Box 3.2: Effects of logging on hydrology
Clearing or degrading large areas of forest cover is likely to result in some or all of the following impacts but the extent, and sometimes the direction, of the impact depends on local variables:
• increased erosion, tending to rise dramatically when the leaf litter layer is removed or
destroyed, and/or there is repeated disturbance of the soil (e.g. by burning, frequent weeding, or overgrazing);
• increases in sedimentation rates, resulting from changes in vegetative cover and land use;
• nutrient and chemical outflows generally increase;
• overall water yield is generally inversely related to forest cover (i.e. more cover results in less outflow) - contrary to popular belief and extensive anecdotal reports;
• seasonal flows may increase or decrease, depending on various factors specific to each situation, but, in the case of deep soils, dry season flows diminish more rapidly with forest disturbance;
• groundwater recharge may increase or decrease, generally in a similar fashion to seasonal flows;
• peak flow (i.e. immediate flood height) may increase (sometimes dramatically) under certain conditions, including where the forest clearing or subsequent land use reduces infiltration, e.g.
urban settlement, mining, extensive road construction, poor cultivation practices (including some shifting cultivation), frequent burning or overgrazing; and
• local precipitation is probably not significantly affected by changes in forest cover, at least up to a scale of 10 sq. km. though above this, and certainly at large scales such as the whole Mekong catchment, there may be a reduction in the amount of rainfall as a result of reduction in forest cover.
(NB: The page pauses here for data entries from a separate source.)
//! Integration tests per i membri di una sessione

mod common;

#[cfg(test)]
mod session_member_tests {
    use super::common::{FakeSender, create_member, create_test_state};
    use chrono::NaiveDate;
    use std::sync::Arc;
    use tschwaa_server::core::{AppState, ErrorKind};
    use tschwaa_server::dtos::{CreateOrganizationDTO, CreateSessionDTO};
    use tschwaa_server::entities::{Organization, Session, SessionMember};

    struct Acme {
        organization: Organization,
        session: Session,
        /// alice (owner), bob, carol
        memberships: [i64; 3],
    }

    async fn found(state: &AppState, founder_phone: &str, name: &str) -> Organization {
        let founder = create_member(state, "Founder", founder_phone).await;
        state
            .memberships
            .create_organization_with_founding_membership(
                founder.id,
                CreateOrganizationDTO {
                    name: name.to_string(),
                    description: String::new(),
                },
            )
            .await
            .unwrap()
    }

    async fn setup(state: &AppState) -> Acme {
        let organization = found(state, "+237699000001", "Acme").await;
        let owner = state
            .memberships
            .members_of_organization(organization.id)
            .await
            .unwrap()[0]
            .membership_id;

        let mut invited = Vec::new();
        for (phone, token) in [("+237699000002", "bob-token"), ("+237699000003", "carol-token")] {
            let member = create_member(state, "Invitee", phone).await;
            let issued = state
                .memberships
                .issue_invitation(member.id, organization.id, token.to_string())
                .await
                .unwrap();
            invited.push(issued.membership.id);
        }

        let session = state
            .sessions
            .create_session(
                organization.id,
                CreateSessionDTO {
                    start_date: NaiveDate::from_ymd_opt(2024, 1, 1).unwrap(),
                    end_date: NaiveDate::from_ymd_opt(2024, 12, 31).unwrap(),
                },
            )
            .await
            .unwrap();

        Acme {
            organization,
            session,
            memberships: [owner, invited[0], invited[1]],
        }
    }

    fn ids(members: &[SessionMember]) -> Vec<i64> {
        members.iter().map(|m| m.membership_id).collect()
    }

    #[tokio::test]
    async fn test_update_replaces_the_whole_list() {
        let state = create_test_state(Arc::new(FakeSender::new())).await;
        let acme = setup(&state).await;
        let [alice, bob, carol] = acme.memberships;

        let first = state
            .sessions
            .update_session_members(acme.organization.id, acme.session.id, vec![bob, alice, bob])
            .await
            .unwrap();
        assert_eq!(ids(&first), vec![alice, bob]);

        state
            .sessions
            .update_session_members(acme.organization.id, acme.session.id, vec![carol])
            .await
            .unwrap();
        let listed = state
            .sessions
            .session_members(acme.organization.id, acme.session.id)
            .await
            .unwrap();
        assert_eq!(ids(&listed), vec![carol]);

        let cleared = state
            .sessions
            .update_session_members(acme.organization.id, acme.session.id, Vec::new())
            .await
            .unwrap();
        assert!(cleared.is_empty());
    }

    #[tokio::test]
    async fn test_memberships_of_another_organization_are_rejected() {
        let state = create_test_state(Arc::new(FakeSender::new())).await;
        let acme = setup(&state).await;
        let [alice, bob, _] = acme.memberships;
        let globex = found(&state, "+237699000009", "Globex").await;
        let outsider = state
            .memberships
            .members_of_organization(globex.id)
            .await
            .unwrap()[0]
            .membership_id;

        state
            .sessions
            .update_session_members(acme.organization.id, acme.session.id, vec![alice])
            .await
            .unwrap();

        let err = state
            .sessions
            .update_session_members(acme.organization.id, acme.session.id, vec![bob, outsider])
            .await
            .unwrap_err();
        assert_eq!(err.kind(), ErrorKind::Validation);
        assert_eq!(err.code(), Some("ERR_UPD_SESS_MBR_00"));

        let listed = state
            .sessions
            .session_members(acme.organization.id, acme.session.id)
            .await
            .unwrap();
        assert_eq!(ids(&listed), vec![alice]);
    }

    #[tokio::test]
    async fn test_failed_insert_keeps_the_previous_members() {
        let state = create_test_state(Arc::new(FakeSender::new())).await;
        let acme = setup(&state).await;
        let [alice, bob, carol] = acme.memberships;

        state
            .sessions
            .update_session_members(acme.organization.id, acme.session.id, vec![alice, bob])
            .await
            .unwrap();

        sqlx::query(&format!(
            "CREATE TRIGGER reject_carol BEFORE INSERT ON members_of_session
             WHEN NEW.membership_id = {}
             BEGIN SELECT RAISE(ABORT, 'carol is busy'); END",
            carol
        ))
        .execute(state.gateway.pool())
        .await
        .unwrap();

        let err = state
            .sessions
            .update_session_members(acme.organization.id, acme.session.id, vec![alice, carol])
            .await
            .unwrap_err();
        assert_eq!(err.code(), Some("ERR_UPD_SESS_MBR_02"));

        // the removal of alice and bob is rolled back with the failed insert
        let listed = state
            .sessions
            .session_members(acme.organization.id, acme.session.id)
            .await
            .unwrap();
        assert_eq!(ids(&listed), vec![alice, bob]);
    }

    #[tokio::test]
    async fn test_session_must_belong_to_the_organization() {
        let state = create_test_state(Arc::new(FakeSender::new())).await;
        let acme = setup(&state).await;
        let globex = found(&state, "+237699000009", "Globex").await;

        let err = state
            .sessions
            .update_session_members(globex.id, acme.session.id, Vec::new())
            .await
            .unwrap_err();
        assert_eq!(err.kind(), ErrorKind::NotFound);

        let err = state
            .sessions
            .session_members(globex.id, acme.session.id)
            .await
            .unwrap_err();
        assert_eq!(err.kind(), ErrorKind::NotFound);
    }
}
Source: Alward in press and Bruijnzeel in press
As a result of these factors, protected areas now represent the most secure form of forest protection in the four lower Mekong countries and in general contain the least disturbed forests in the region. The extent of forest protection provided by protected areas is substantially greater than is suggested by the 18 per cent of the region under some form of protected area status. The majority of these protected areas are in the upper catchments of the river systems, and constitute more than 50 per cent of the area of forested upper catchment - and are thus responsible for a significant percentage of the hydrological benefits that forests provide to development in the region.
3.2.4 Development benefits from maintaining the freshwater system
The maintenance of forest cover in protected areas can provide the following benefits to freshwater systems:
• protection from erosion;
• protection from increased sedimentation and its associated impacts;
• maintenance of nutrient levels in water bodies;
• in certain circumstances, protection from dramatic increases in flood heights (peak flows);
• in certain circumstances, protection of dry season flows;
• in certain circumstances, maintenance of ground water recharge; and
• maintenance of rainfall levels where large areas of forest are involved.